Tambora: The Eruption That Changed the World (22 page)

Volcanic enhancement of the AMOC is produced not only by reduced air temperature, which suppresses evaporation. Wind also plays its part in draining water vapor and energizing ocean circulation. As we saw in
chapter 3
, gales swept across the North Atlantic with unusual force and frequency in the Tambora period. A major tropical eruption enhances the normal gradations in temperature between the equator and the poles. Differentiated temperatures in turn influence the density and pressure gradients that power winds, strengthening wafts into breezes and stiff breezes into gales. For the North Pole region, this meant an amplified, positive phase of the Artic Oscillation, its major circulatory weather system.

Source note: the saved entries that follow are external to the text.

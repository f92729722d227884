//! Amortization schedule rows and aggregate views

use super::rates::round_cents;
use crate::loan::PaymentFrequency;
use serde::{Deserialize, Serialize};

/// One payment period of a schedule, money fields rounded to cents
#[derive(Debug, Clone, Copy, PartialEq, Serialize, Deserialize)]
pub struct ScheduleRow {
    pub period: u32,
    pub starting_balance: f64,
    pub interest: f64,
    pub payment: f64,
    pub ending_balance: f64,
}

impl ScheduleRow {
    /// Build a display row from full-precision period values
    pub(crate) fn rounded(
        period: u32,
        starting_balance: f64,
        interest: f64,
        payment: f64,
        ending_balance: f64,
    ) -> Self {
        Self {
            period,
            starting_balance: round_cents(starting_balance),
            interest: round_cents(interest),
            payment: round_cents(payment),
            ending_balance: round_cents(ending_balance),
        }
    }

    /// Portion of the payment that reduced the balance
    pub fn principal_paid(&self) -> f64 {
        self.payment - self.interest
    }
}

/// Summed columns of a schedule
#[derive(Debug, Clone, Copy, PartialEq, Serialize)]
pub struct ScheduleTotals {
    pub periods: usize,
    pub total_interest: f64,
    pub total_paid: f64,
}

/// Ordered period rows for one payment frequency
#[derive(Debug, Clone, PartialEq, Serialize)]
pub struct PaymentSchedule {
    frequency: PaymentFrequency,
    rows: Vec<ScheduleRow>,
}

impl PaymentSchedule {
    pub(crate) fn new(frequency: PaymentFrequency, rows: Vec<ScheduleRow>) -> Self {
        Self { frequency, rows }
    }

    pub fn frequency(&self) -> PaymentFrequency {
        self.frequency
    }

    pub fn rows(&self) -> &[ScheduleRow] {
        &self.rows
    }

    pub fn len(&self) -> usize {
        self.rows.len()
    }

    pub fn is_empty(&self) -> bool {
        self.rows.is_empty()
    }

    pub fn last(&self) -> Option<&ScheduleRow> {
        self.rows.last()
    }

    /// Ending balance per period, the series plotted for balance decline
    pub fn ending_balances(&self) -> Vec<f64> {
        self.rows.iter().map(|row| row.ending_balance).collect()
    }

    /// Sum the interest and payment columns
    pub fn totals(&self) -> ScheduleTotals {
        let (total_interest, total_paid) = self
            .rows
            .iter()
            .fold((0.0, 0.0), |(i, p), row| (i + row.interest, p + row.payment));
        ScheduleTotals {
            periods: self.rows.len(),
            total_interest: round_cents(total_interest),
            total_paid: round_cents(total_paid),
        }
    }

    /// Balance outstanding after `years` of payments
    ///
    /// This is the renewal balance at the end of a mortgage term. Returns 0
    /// once the schedule has already paid the loan off.
    pub fn balance_after_years(&self, years: u32) -> f64 {
        let periods = years as usize * self.frequency.periods_per_year() as usize;
        match periods {
            0 => self.rows.first().map(|r| r.starting_balance).unwrap_or(0.0),
            p if p >= self.rows.len() => 0.0,
            p => self.rows[p - 1].ending_balance,
        }
    }
}
//! Error types for loan validation, schedule construction and export

use thiserror::Error;

/// Errors raised by the amortization engine and its export sinks
#[derive(Debug, Error)]
pub enum AmortizationError {
    /// Frequency tag does not name one of the six supported options
    #[error("unknown payment frequency: {name}")]
    InvalidFrequency { name: String },

    /// Quoted rate must be finite and above -200%
    #[error("quoted rate {rate}% is outside the valid domain (must be > -200)")]
    InvalidRate { rate: f64 },

    /// Amortization or term years must be positive and within range
    #[error("years must be between 1 and 100, got {years}")]
    InvalidYears { years: u32 },

    /// Principal must be finite and positive
    #[error("principal must be a positive amount, got {principal}")]
    InvalidPrincipal { principal: f64 },

    /// Run configuration could not be read or is incomplete
    #[error("configuration error: {0}")]
    Config(String),

    /// Failure writing a schedule, chart series or summary
    #[error("export failed: {0}")]
    Export(String),
}

impl From<std::io::Error> for AmortizationError {
    fn from(err: std::io::Error) -> Self {
        AmortizationError::Export(err.to_string())
    }
}

impl From<csv::Error> for AmortizationError {
    fn from(err: csv::Error) -> Self {
        AmortizationError::Export(err.to_string())
    }
}

impl From<serde_json::Error> for AmortizationError {
    fn from(err: serde_json::Error) -> Self {
        AmortizationError::Export(err.to_string())
    }
}

pub type Result<T> = std::result::Result<T, AmortizationError>;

These stronger-than-usual winds further cooled the sea-surface temperatures of the North Atlantic, adding to the positive inputs at work on the AMOC. In short, environmental change in the Arctic in the Tambora period was driven mostly by changes in oceanic currents and winds, which overrode the general atmospheric cooling of the planet. And because wind and ocean currents behave nonlinearly in response to atmospheric change, the Arctic ice pack was vulnerable in turn to extreme transformations.

It is important to note how regionally specific the strange phenomenon of volcanic heating of the Arctic was (and is). Anywhere outside the warming embrace of a steroidal AMOC, it was cold, cold, cold. The Hudson Bay in 1816 and 1817, for example, in the Canadian subpolar
region, witnessed its coldest temperatures and greatest ice extent in 120 years of record keeping.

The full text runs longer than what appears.